While the sight of a short security line is usually cause for celebration when you’re traveling, it’s not such a welcome site when you’ve purposely cut short your limited sleep time in order to leave time for security. In the situation outlined above – one that I experienced less than a month ago – the site of a short line makes the average traveler’s heart drop. Conversely, a long security line can mean the difference between making or missing a very expensive flight.
No one likes waiting in the airport, especially in the wee hours of the morning.
I’m not the only traveler who has dealt with a way earlier than necessary arrival time. Mike Harmell faced this exact problem five years ago in Japan when he left home four hours early in order to make his international flight to Shanghai. Totally reasonable, right?
Wrong. Mike arrived at the airport with 3.5 hours to spare – a considerable amount of time for anyone, much less a busy businessman – and no security line to speak of. He realized that there probably were hundreds of other travelers out there facing the exact same problem: wasted hours of their lives spent in the no mans land of airport waiting areas.
His solution? MiFlight, an app that utilizes the power of the crowd to determine just how long the wait at the airport is. Users log their wait time from the airport, allowing others to find out if they need to splurge on that taxi in order to get there on time or if they can take a few extra minutes at breakfast.
Sounds good, right? Knowing the actual wait time at an airport has the potential to make air travel exponentially more efficient. Mike and his team at MiegoApps point out that 2.6 billion people traveled through the top 50 busiest airports last year. If they all arrived 30 minutes earlier than necessary, that’s 1.3 billion hours or 148,000 years wasted.
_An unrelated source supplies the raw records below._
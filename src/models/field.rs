//! Fields and bookable field slots.

use chrono::{DateTime, Utc};
use serde::{Deserialize, Serialize};

use crate::time::TimeWindow;

/// A playing field.
#[derive(Debug, Clone, PartialEq, Eq, Serialize, Deserialize)]
#[serde(rename_all = "camelCase")]
pub struct Field {
    /// Unique field identifier.
    pub id: String,
    /// Human-readable name.
    #[serde(default)]
    pub name: String,
    /// Physical properties affecting placement.
    #[serde(default)]
    pub properties: FieldProperties,
}

/// Placement-relevant field properties.
#[derive(Debug, Clone, Copy, PartialEq, Eq, Serialize, Deserialize)]
#[serde(rename_all = "camelCase")]
pub struct FieldProperties {
    /// How many games may occupy the field concurrently.
    #[serde(default = "default_max_parallel")]
    pub max_parallel_games: u32,
    /// Whether the field is lit for evening play.
    #[serde(default)]
    pub has_lights: bool,
}

fn default_max_parallel() -> u32 {
    1
}

impl Default for FieldProperties {
    fn default() -> Self {
        Self {
            max_parallel_games: 1,
            has_lights: false,
        }
    }
}

impl Field {
    /// Creates a new field with default properties.
    pub fn new(id: impl Into<String>) -> Self {
        Self {
            id: id.into(),
            name: String::new(),
            properties: FieldProperties::default(),
        }
    }

    /// Sets the field name.
    pub fn with_name(mut self, name: impl Into<String>) -> Self {
        self.name = name.into();
        self
    }

    /// Sets the parallel-game capacity.
    pub fn with_max_parallel_games(mut self, max: u32) -> Self {
        self.properties.max_parallel_games = max;
        self
    }

    /// Sets whether the field is lit for evening play.
    pub fn with_lights(mut self, has_lights: bool) -> Self {
        self.properties.has_lights = has_lights;
        self
    }
}

/// A bookable time window on a field, the atomic placement resource.
///
/// A slot may be longer than a game; the engine carves a game-length
/// sub-window out of it.
#[derive(Debug, Clone, PartialEq, Eq, Serialize, Deserialize)]
#[serde(rename_all = "camelCase")]
pub struct FieldSlot {
    /// Unique slot identifier.
    pub id: String,
    /// Field this slot books.
    pub field_id: String,
    /// Slot start (inclusive).
    pub start_time: DateTime<Utc>,
    /// Slot end (exclusive).
    pub end_time: DateTime<Utc>,
}

impl FieldSlot {
    /// Creates a new field slot.
    pub fn new(
        id: impl Into<String>,
        field_id: impl Into<String>,
        start_time: DateTime<Utc>,
        end_time: DateTime<Utc>,
    ) -> Self {
        Self {
            id: id.into(),
            field_id: field_id.into(),
            start_time,
            end_time,
        }
    }

    /// The slot as a time window.
    pub fn window(&self) -> TimeWindow {
        TimeWindow::new(self.start_time, self.end_time)
    }
}
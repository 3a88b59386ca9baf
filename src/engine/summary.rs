//! Schedule outcome metrics.
//!
//! Computes headline numbers from a finished schedule, for reporting
//! and for deciding whether a run is good enough to publish.
//!
//! # Metrics
//!
//! | Metric | Definition |
//! |--------|-----------|
//! | Placement Rate | Fraction of games that received an assignment |
//! | Games per Field | Committed games by field, every field listed |
//! | Games per Umpire | Crewed games by umpire, every umpire listed |
//! | Unscheduled by Reason | Unplaced games by reason code |

use std::collections::HashMap;

use crate::models::{ProblemSpec, Schedule, UnscheduledReason};

/// Headline numbers for a finished schedule.
#[derive(Debug, Clone)]
pub struct ScheduleSummary {
    /// Total games in the run (placed plus unplaced).
    pub total_games: usize,
    /// Games that received an assignment.
    pub placed: usize,
    /// Games that could not be placed.
    pub unplaced: usize,
    /// `placed / total_games`, or 1.0 for an empty run.
    pub placement_rate: f64,
    /// Committed games per field. Fields without games appear with a
    /// count of zero.
    pub games_per_field: HashMap<String, usize>,
    /// Crewed games per umpire. Umpires without games appear with a
    /// count of zero.
    pub games_per_umpire: HashMap<String, usize>,
    /// Unplaced games per reason code.
    pub unscheduled_by_reason: HashMap<UnscheduledReason, usize>,
}

impl ScheduleSummary {
    /// Computes summary metrics from a schedule and the problem it
    /// solved.
    pub fn calculate(schedule: &Schedule, spec: &ProblemSpec) -> Self {
        let placed = schedule.assignments.len();
        let unplaced = schedule.unscheduled.len();
        let total_games = placed + unplaced;

        let placement_rate = if total_games == 0 {
            1.0
        } else {
            placed as f64 / total_games as f64
        };

        let mut games_per_field: HashMap<String, usize> = spec
            .fields
            .iter()
            .map(|field| (field.id.clone(), 0))
            .collect();
        let mut games_per_umpire: HashMap<String, usize> = spec
            .umpires
            .iter()
            .map(|umpire| (umpire.id.clone(), 0))
            .collect();
        for assignment in &schedule.assignments {
            *games_per_field
                .entry(assignment.field_id.clone())
                .or_insert(0) += 1;
            for umpire_id in &assignment.umpire_ids {
                *games_per_umpire.entry(umpire_id.clone()).or_insert(0) += 1;
            }
        }

        let mut unscheduled_by_reason: HashMap<UnscheduledReason, usize> = HashMap::new();
        for unscheduled in &schedule.unscheduled {
            *unscheduled_by_reason.entry(unscheduled.reason).or_insert(0) += 1;
        }

        Self {
            total_games,
            placed,
            unplaced,
            placement_rate,
            games_per_field,
            games_per_umpire,
            unscheduled_by_reason,
        }
    }

    /// Whether the run placed at least the given fraction of games.
    pub fn meets_placement_rate(&self, min_rate: f64) -> bool {
        self.placement_rate >= min_rate
    }
}
//! Input validation for scheduling problems.
//!
//! Checks structural integrity of a [`ProblemSpec`] before any
//! scheduling work begins. Detects:
//! - Inverted or empty game windows
//! - Games referencing unknown team-seasons
//! - Field slots referencing unknown fields
//! - Duplicate IDs
//! - Availability windows referencing unknown umpires
//! - Blackouts referencing unknown team-seasons
//!
//! Validation is fail-fast: the first defect found is returned and no
//! further checks run. Checks run in the order listed above, each pass
//! scanning the whole input before the next begins, and each pass
//! walking its entities in input order, so the reported error is
//! deterministic for a given input.

use std::collections::HashSet;

use crate::error::{SpecError, SpecResult};
use crate::models::ProblemSpec;

/// Validates a problem spec, returning the first structural defect.
///
/// A spec that passes validation can still produce a partial schedule;
/// this only guarantees the input is internally consistent enough for
/// the engine to reason about.
pub fn validate(spec: &ProblemSpec) -> SpecResult<()> {
    let team_season_ids: HashSet<&str> = spec
        .teams
        .iter()
        .map(|t| t.team_season_id.as_str())
        .collect();
    let field_ids: HashSet<&str> = spec.fields.iter().map(|f| f.id.as_str()).collect();
    let umpire_ids: HashSet<&str> = spec.umpires.iter().map(|u| u.id.as_str()).collect();

    check_game_windows(spec)?;
    check_game_team_references(spec, &team_season_ids)?;
    check_slot_field_references(spec, &field_ids)?;
    check_duplicate_ids(spec)?;
    check_availability_references(spec, &umpire_ids)?;
    check_blackout_references(spec, &team_season_ids)?;

    Ok(())
}

/// Every game window must be non-empty: strictly `earliest < latest`.
fn check_game_windows(spec: &ProblemSpec) -> SpecResult<()> {
    for game in &spec.games {
        if !game.has_valid_window() {
            return Err(SpecError::InvalidGameWindow {
                game_id: game.id.clone(),
            });
        }
    }
    Ok(())
}

/// Both team references of every game must exist in the roster. The
/// home side is checked before the visitor side.
fn check_game_team_references(
    spec: &ProblemSpec,
    team_season_ids: &HashSet<&str>,
) -> SpecResult<()> {
    for game in &spec.games {
        if !team_season_ids.contains(game.home_team_season_id.as_str()) {
            return Err(SpecError::unknown_game_team(
                &game.id,
                "homeTeamSeasonId",
                &game.home_team_season_id,
            ));
        }
        if !team_season_ids.contains(game.visitor_team_season_id.as_str()) {
            return Err(SpecError::unknown_game_team(
                &game.id,
                "visitorTeamSeasonId",
                &game.visitor_team_season_id,
            ));
        }
    }
    Ok(())
}

/// Every field slot must point at a declared field.
fn check_slot_field_references(spec: &ProblemSpec, field_ids: &HashSet<&str>) -> SpecResult<()> {
    for slot in &spec.field_slots {
        if !field_ids.contains(slot.field_id.as_str()) {
            return Err(SpecError::UnknownFieldReference {
                slot_id: slot.id.clone(),
                field_id: slot.field_id.clone(),
            });
        }
    }
    Ok(())
}

/// No two entities of the same kind may share an identifier.
fn check_duplicate_ids(spec: &ProblemSpec) -> SpecResult<()> {
    let mut seen = HashSet::new();
    for game in &spec.games {
        if !seen.insert(game.id.as_str()) {
            return Err(SpecError::DuplicateId {
                entity: "game",
                id: game.id.clone(),
            });
        }
    }

    let mut seen = HashSet::new();
    for team in &spec.teams {
        if !seen.insert(team.team_season_id.as_str()) {
            return Err(SpecError::DuplicateId {
                entity: "teamSeason",
                id: team.team_season_id.clone(),
            });
        }
    }

    let mut seen = HashSet::new();
    for field in &spec.fields {
        if !seen.insert(field.id.as_str()) {
            return Err(SpecError::DuplicateId {
                entity: "field",
                id: field.id.clone(),
            });
        }
    }

    let mut seen = HashSet::new();
    for slot in &spec.field_slots {
        if !seen.insert(slot.id.as_str()) {
            return Err(SpecError::DuplicateId {
                entity: "fieldSlot",
                id: slot.id.clone(),
            });
        }
    }

    let mut seen = HashSet::new();
    for umpire in &spec.umpires {
        if !seen.insert(umpire.id.as_str()) {
            return Err(SpecError::DuplicateId {
                entity: "umpire",
                id: umpire.id.clone(),
            });
        }
    }

    Ok(())
}

/// Every availability window must point at a declared umpire.
fn check_availability_references(
    spec: &ProblemSpec,
    umpire_ids: &HashSet<&str>,
) -> SpecResult<()> {
    for availability in &spec.umpire_availability {
        if !umpire_ids.contains(availability.umpire_id.as_str()) {
            return Err(SpecError::UnknownUmpireReference {
                umpire_id: availability.umpire_id.clone(),
            });
        }
    }
    Ok(())
}

/// Every blackout must point at a declared team-season.
fn check_blackout_references(
    spec: &ProblemSpec,
    team_season_ids: &HashSet<&str>,
) -> SpecResult<()> {
    for blackout in &spec.team_blackouts {
        if !team_season_ids.contains(blackout.team_season_id.as_str()) {
            return Err(SpecError::unknown_blackout_team(&blackout.team_season_id));
        }
    }
    Ok(())
}
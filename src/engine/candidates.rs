//! Candidate generation.
//!
//! For each game, every published field slot is tested for fit. A slot
//! yields at most one candidate: the game is pushed as early as the
//! slot and the game's own window allow, never floated later. The
//! resulting list is ordered so that the greedy pass can simply take
//! the first candidate that survives constraint checks.

use crate::models::{Field, FieldSlot, Game, ProblemSpec};
use crate::time::{day_key, TimeWindow};

use super::usage::UsageLedger;

/// A feasible placement option for one game.
#[derive(Debug, Clone, Copy)]
pub struct Candidate<'a> {
    /// The slot the game would occupy.
    pub slot: &'a FieldSlot,
    /// The field the slot belongs to.
    pub field: &'a Field,
    /// The exact window the game would play in.
    pub window: TimeWindow,
}

/// Generates every feasible candidate for a game, ordered by
/// preference tier, then window start, then field id, then slot id.
///
/// Field preference strictly dominates chronology: a later window on a
/// preferred field sorts ahead of an earlier window elsewhere. Games
/// with no preferences fall back to pure chronological order.
pub fn slot_candidates<'a>(spec: &'a ProblemSpec, game: &Game) -> Vec<Candidate<'a>> {
    let duration = spec
        .season
        .game_durations
        .minutes_for(day_key(game.earliest_start));

    let mut candidates: Vec<Candidate<'a>> = spec
        .field_slots
        .iter()
        .filter_map(|slot| {
            let field = spec.field(&slot.field_id)?;
            let window_start = slot.start_time.max(game.earliest_start);
            let window = TimeWindow::starting_at(window_start, duration);
            let fits_slot = window.end <= slot.end_time;
            let fits_game = window.end <= game.latest_end;
            (fits_slot && fits_game).then_some(Candidate {
                slot,
                field,
                window,
            })
        })
        .collect();

    candidates.sort_by(|a, b| {
        game.preference_rank(&a.field.id)
            .cmp(&game.preference_rank(&b.field.id))
            .then_with(|| a.window.start.cmp(&b.window.start))
            .then_with(|| a.field.id.cmp(&b.field.id))
            .then_with(|| a.slot.id.cmp(&b.slot.id))
    });

    candidates
}

/// Selects the first `required_umpires` eligible umpires in roster
/// order, or `None` when the crew cannot be filled.
///
/// An umpire is eligible for a window when they are under their daily
/// cap, not already crewed on an overlapping game, and (when
/// availability is respected and they have availability windows on
/// record) some availability window contains the whole game.
pub fn select_crew(
    spec: &ProblemSpec,
    game: &Game,
    window: &TimeWindow,
    ledger: &UsageLedger,
) -> Option<Vec<String>> {
    let required = game.required_umpires as usize;
    if required == 0 {
        return Some(Vec::new());
    }

    let mut crew = Vec::with_capacity(required);
    for umpire in &spec.umpires {
        if umpire_is_eligible(spec, &umpire.id, umpire.max_games_per_day, window, ledger) {
            crew.push(umpire.id.clone());
            if crew.len() == required {
                return Some(crew);
            }
        }
    }

    None
}

fn umpire_is_eligible(
    spec: &ProblemSpec,
    umpire_id: &str,
    max_games_per_day: Option<u32>,
    window: &TimeWindow,
    ledger: &UsageLedger,
) -> bool {
    if let Some(cap) = max_games_per_day {
        if ledger.umpire_games_on(umpire_id, day_key(window.start)) >= cap {
            return false;
        }
    }

    if !ledger.umpire_is_free(umpire_id, window) {
        return false;
    }

    if spec.constraints.hard.respect_umpire_availability
        && spec.has_availability_entries(umpire_id)
    {
        return spec
            .availability_for(umpire_id)
            .any(|a| a.window().contains_window(window));
    }

    true
}
//! Hard constraint checks for candidate placements.
//!
//! Checks run in a fixed stage order and a candidate is rejected at
//! the first stage it fails. The stage a candidate dies at is reported
//! back so the greedy pass can explain an unplaceable game by the
//! furthest stage any of its candidates reached.

use crate::models::{Field, Game, ProblemSpec, UnscheduledReason};
use crate::time::{day_key, local_hour, TimeWindow};

use super::candidates::Candidate;
use super::usage::UsageLedger;

/// The stage at which a candidate was rejected.
///
/// Variants are declared in pipeline order, so `Ord` compares by how
/// far a candidate got before dying.
#[derive(Debug, Clone, Copy, PartialEq, Eq, PartialOrd, Ord)]
pub enum RejectStage {
    /// No candidate existed at all: nothing fit any slot.
    SlotFit,
    /// Field already at its parallel-game capacity.
    FieldCapacity,
    /// Start after dark on a field without lights.
    Lighting,
    /// Window overlaps a participating team's blackout.
    Blackout,
    /// A participating team is at its daily game cap.
    TeamDailyCap,
    /// The umpire crew could not be filled.
    UmpireCrew,
}

impl RejectStage {
    /// The reason code reported when this was the furthest stage any
    /// candidate reached.
    pub fn reason(&self) -> UnscheduledReason {
        match self {
            Self::SlotFit => UnscheduledReason::NoViableFieldSlot,
            Self::FieldCapacity => UnscheduledReason::FieldAtCapacity,
            Self::Lighting => UnscheduledReason::LightsUnavailable,
            Self::Blackout => UnscheduledReason::BlackoutConflict,
            Self::TeamDailyCap => UnscheduledReason::DailyCapExceeded,
            Self::UmpireCrew => UnscheduledReason::NoAvailableUmpires,
        }
    }
}

/// Whether the field can take one more game over the given window.
pub fn field_has_capacity(field: &Field, window: &TimeWindow, ledger: &UsageLedger) -> bool {
    ledger.overlapping_on_field(&field.id, window) < field.properties.max_parallel_games
}

/// Whether the lighting policy permits this start time on this field.
pub fn lighting_permits(spec: &ProblemSpec, field: &Field, window: &TimeWindow) -> bool {
    match spec.constraints.hard.active_lighting_rule() {
        Some(rule) => {
            local_hour(window.start, rule.time_zone) < rule.start_hour_local
                || field.properties.has_lights
        }
        None => true,
    }
}

/// Whether the window avoids every blackout of both participating
/// teams. Always true when blackout enforcement is disabled.
pub fn clear_of_blackouts(spec: &ProblemSpec, game: &Game, window: &TimeWindow) -> bool {
    if !spec.constraints.hard.respect_team_blackouts {
        return true;
    }
    let blocked = |team_season_id: &str| {
        spec.blackouts_for(team_season_id)
            .any(|b| b.window().overlaps(window))
    };
    !blocked(&game.home_team_season_id) && !blocked(&game.visitor_team_season_id)
}

/// Whether placing the game keeps both teams under the daily cap.
pub fn under_daily_caps(
    spec: &ProblemSpec,
    game: &Game,
    window: &TimeWindow,
    ledger: &UsageLedger,
) -> bool {
    match spec.constraints.hard.max_games_per_team_per_day {
        Some(cap) => {
            let day = day_key(window.start);
            ledger.team_games_on(&game.home_team_season_id, day) < cap
                && ledger.team_games_on(&game.visitor_team_season_id, day) < cap
        }
        None => true,
    }
}

/// Runs every hard constraint against a candidate, returning the first
/// stage that rejects it.
pub fn admit(
    spec: &ProblemSpec,
    game: &Game,
    candidate: &Candidate<'_>,
    ledger: &UsageLedger,
) -> Result<(), RejectStage> {
    // Candidate generation only emits windows inside their slot.
    debug_assert!(candidate.slot.window().contains_window(&candidate.window));

    if !field_has_capacity(candidate.field, &candidate.window, ledger) {
        return Err(RejectStage::FieldCapacity);
    }
    if !lighting_permits(spec, candidate.field, &candidate.window) {
        return Err(RejectStage::Lighting);
    }
    if !clear_of_blackouts(spec, game, &candidate.window) {
        return Err(RejectStage::Blackout);
    }
    if !under_daily_caps(spec, game, &candidate.window, ledger) {
        return Err(RejectStage::TeamDailyCap);
    }
    Ok(())
}

#[cfg(test)]
mod tests {
    use super::*;
    use crate::models::{
        Assignment, FieldSlot, GameDurations, HardConstraints, LightingRule, Season, Team,
        TeamBlackout,
    };
    use chrono::{DateTime, Utc};

    fn utc(s: &str) -> DateTime<Utc> {
        s.parse().expect("test timestamp")
    }

    fn base_spec() -> ProblemSpec {
        ProblemSpec::new(Season::new(
            "s1",
            "2025-04-01".parse().unwrap(),
            "2025-09-30".parse().unwrap(),
            GameDurations::fixed(120),
        ))
        .with_team(Team::new("t1", "ts1"))
        .with_team(Team::new("t2", "ts2"))
    }

    fn sample_game() -> Game {
        Game::new(
            "g1",
            "ts1",
            "ts2",
            utc("2025-06-07T09:00:00Z"),
            utc("2025-06-08T06:00:00Z"),
        )
    }

    fn window(start: &str, end: &str) -> TimeWindow {
        TimeWindow::new(utc(start), utc(end))
    }

    #[test]
    fn test_stage_order_matches_pipeline_depth() {
        assert!(RejectStage::SlotFit < RejectStage::FieldCapacity);
        assert!(RejectStage::FieldCapacity < RejectStage::Lighting);
        assert!(RejectStage::Lighting < RejectStage::Blackout);
        assert!(RejectStage::Blackout < RejectStage::TeamDailyCap);
        assert!(RejectStage::TeamDailyCap < RejectStage::UmpireCrew);
    }

    #[test]
    fn test_stage_reasons() {
        assert_eq!(
            RejectStage::SlotFit.reason(),
            UnscheduledReason::NoViableFieldSlot
        );
        assert_eq!(
            RejectStage::UmpireCrew.reason(),
            UnscheduledReason::NoAvailableUmpires
        );
    }

    #[test]
    fn test_capacity_counts_overlaps_only() {
        let field = Field::new("f1");
        let mut ledger = UsageLedger::new();
        ledger.commit(
            &Assignment::new(
                "g0",
                "f1",
                utc("2025-06-07T09:00:00Z"),
                utc("2025-06-07T11:00:00Z"),
            ),
            "ts1",
            "ts2",
        );

        let clashing = window("2025-06-07T10:00:00Z", "2025-06-07T12:00:00Z");
        assert!(!field_has_capacity(&field, &clashing, &ledger));

        let adjacent = window("2025-06-07T11:00:00Z", "2025-06-07T13:00:00Z");
        assert!(field_has_capacity(&field, &adjacent, &ledger));

        let twin_diamond = Field::new("f1").with_max_parallel_games(2);
        assert!(field_has_capacity(&twin_diamond, &clashing, &ledger));
    }

    #[test]
    fn test_lighting_checks_local_hour() {
        let mut spec = base_spec();
        spec.constraints.hard = HardConstraints::new()
            .with_lighting_rule(LightingRule::new(18, chrono_tz::America::New_York));

        let unlit = Field::new("f1");
        let lit = Field::new("f2").with_lights(true);

        // 22:30 UTC on June 7 is 18:30 in New York (EDT).
        let evening = window("2025-06-07T22:30:00Z", "2025-06-08T00:30:00Z");
        assert!(!lighting_permits(&spec, &unlit, &evening));
        assert!(lighting_permits(&spec, &lit, &evening));

        // 20:00 UTC is 16:00 local, before the threshold.
        let afternoon = window("2025-06-07T20:00:00Z", "2025-06-07T22:00:00Z");
        assert!(lighting_permits(&spec, &unlit, &afternoon));
    }

    #[test]
    fn test_no_lighting_rule_permits_everything() {
        let spec = base_spec();
        let unlit = Field::new("f1");
        let midnight = window("2025-06-08T03:00:00Z", "2025-06-08T05:00:00Z");
        assert!(lighting_permits(&spec, &unlit, &midnight));
    }

    #[test]
    fn test_blackout_blocks_either_team() {
        let spec = base_spec()
            .with_blackout(TeamBlackout::new(
                "ts1",
                utc("2025-06-07T00:00:00Z"),
                utc("2025-06-07T12:00:00Z"),
            ))
            .with_blackout(TeamBlackout::new(
                "ts2",
                utc("2025-06-07T15:00:00Z"),
                utc("2025-06-07T18:00:00Z"),
            ));
        let game = sample_game();

        let morning = window("2025-06-07T09:00:00Z", "2025-06-07T11:00:00Z");
        assert!(!clear_of_blackouts(&spec, &game, &morning));

        let late_afternoon = window("2025-06-07T16:00:00Z", "2025-06-07T18:00:00Z");
        assert!(!clear_of_blackouts(&spec, &game, &late_afternoon));

        // Starting exactly when the first blackout ends is clear.
        let noon = window("2025-06-07T12:00:00Z", "2025-06-07T14:00:00Z");
        assert!(clear_of_blackouts(&spec, &game, &noon));
    }

    #[test]
    fn test_blackouts_ignored_when_disabled() {
        let mut spec = base_spec().with_blackout(TeamBlackout::new(
            "ts1",
            utc("2025-06-07T00:00:00Z"),
            utc("2025-06-08T00:00:00Z"),
        ));
        spec.constraints.hard.respect_team_blackouts = false;
        let game = sample_game();

        let morning = window("2025-06-07T09:00:00Z", "2025-06-07T11:00:00Z");
        assert!(clear_of_blackouts(&spec, &game, &morning));
    }

    #[test]
    fn test_daily_cap_counts_either_team() {
        let mut spec = base_spec();
        spec.constraints.hard = HardConstraints::new().with_team_daily_cap(1);
        let game = sample_game();

        let mut ledger = UsageLedger::new();
        ledger.commit(
            &Assignment::new(
                "g0",
                "f1",
                utc("2025-06-07T09:00:00Z"),
                utc("2025-06-07T11:00:00Z"),
            ),
            "ts2",
            "ts9",
        );

        // ts2 (the visitor) already played today.
        let same_day = window("2025-06-07T13:00:00Z", "2025-06-07T15:00:00Z");
        assert!(!under_daily_caps(&spec, &game, &same_day, &ledger));

        let next_day = window("2025-06-08T13:00:00Z", "2025-06-08T15:00:00Z");
        assert!(under_daily_caps(&spec, &game, &next_day, &ledger));
    }

    #[test]
    fn test_admit_reports_first_failing_stage() {
        let mut spec = base_spec()
            .with_field(Field::new("f1"))
            .with_slot(FieldSlot::new(
                "s1",
                "f1",
                utc("2025-06-07T09:00:00Z"),
                utc("2025-06-07T17:00:00Z"),
            ))
            .with_blackout(TeamBlackout::new(
                "ts1",
                utc("2025-06-07T00:00:00Z"),
                utc("2025-06-08T00:00:00Z"),
            ));
        spec.constraints.hard = HardConstraints::new().with_team_daily_cap(1);
        let game = sample_game();

        let mut ledger = UsageLedger::new();
        ledger.commit(
            &Assignment::new(
                "g0",
                "f1",
                utc("2025-06-07T09:00:00Z"),
                utc("2025-06-07T11:00:00Z"),
            ),
            "ts1",
            "ts2",
        );

        let slot = spec.field_slots[0].clone();
        let field = spec.fields[0].clone();
        let candidate = Candidate {
            slot: &slot,
            field: &field,
            window: window("2025-06-07T10:00:00Z", "2025-06-07T12:00:00Z"),
        };

        // Capacity, blackout, and daily cap all fail; capacity is the
        // first stage checked.
        assert_eq!(
            admit(&spec, &game, &candidate, &ledger),
            Err(RejectStage::FieldCapacity)
        );
    }

    #[test]
    fn test_admit_accepts_clean_candidate() {
        let spec = base_spec()
            .with_field(Field::new("f1"))
            .with_slot(FieldSlot::new(
                "s1",
                "f1",
                utc("2025-06-07T09:00:00Z"),
                utc("2025-06-07T17:00:00Z"),
            ));
        let game = sample_game();

        let slot = spec.field_slots[0].clone();
        let field = spec.fields[0].clone();
        let candidate = Candidate {
            slot: &slot,
            field: &field,
            window: window("2025-06-07T09:00:00Z", "2025-06-07T11:00:00Z"),
        };

        assert_eq!(admit(&spec, &game, &candidate, &UsageLedger::new()), Ok(()));
    }
}
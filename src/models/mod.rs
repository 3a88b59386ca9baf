//! League scheduling domain models.
//!
//! Provides the data types for describing a season's scheduling
//! problem and its solution. The vocabulary is sports-specific but
//! maps directly onto classic machine-scheduling concepts.
//!
//! # Domain Mappings
//!
//! | matchday | Machine scheduling |
//! |-----------|-----------------------------------|
//! | Game | Job with a release/due window |
//! | FieldSlot | Machine availability window |
//! | Field | Machine with parallel capacity |
//! | Umpire | Secondary renewable resource |
//! | Assignment | Job placement |

mod constraints;
mod field;
mod game;
mod problem;
mod schedule;
mod season;
mod team;
mod umpire;

pub use constraints::{ConstraintSet, HardConstraints, LightingRule};
pub use field::{Field, FieldProperties, FieldSlot};
pub use game::Game;
pub use problem::ProblemSpec;
pub use schedule::{Assignment, Schedule, ScheduleStatus, Unscheduled, UnscheduledReason};
pub use season::{GameDurations, Season};
pub use team::{Team, TeamBlackout};
pub use umpire::{Umpire, UmpireAvailability};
Now, if even half of those people were on MiFlight reporting wait times to each other, a total of 74,000 years of time could be saved.
That’s a whoooole lotta time.
MiFlight needs two things to become your go-to travel app: money and more users. Like the now super popular driving app Waze, MiFlight relies on a certain critical mass in order to accurately report wait times at airports. Think of it as traveler karma: you give into the system what you’re going to get out of it.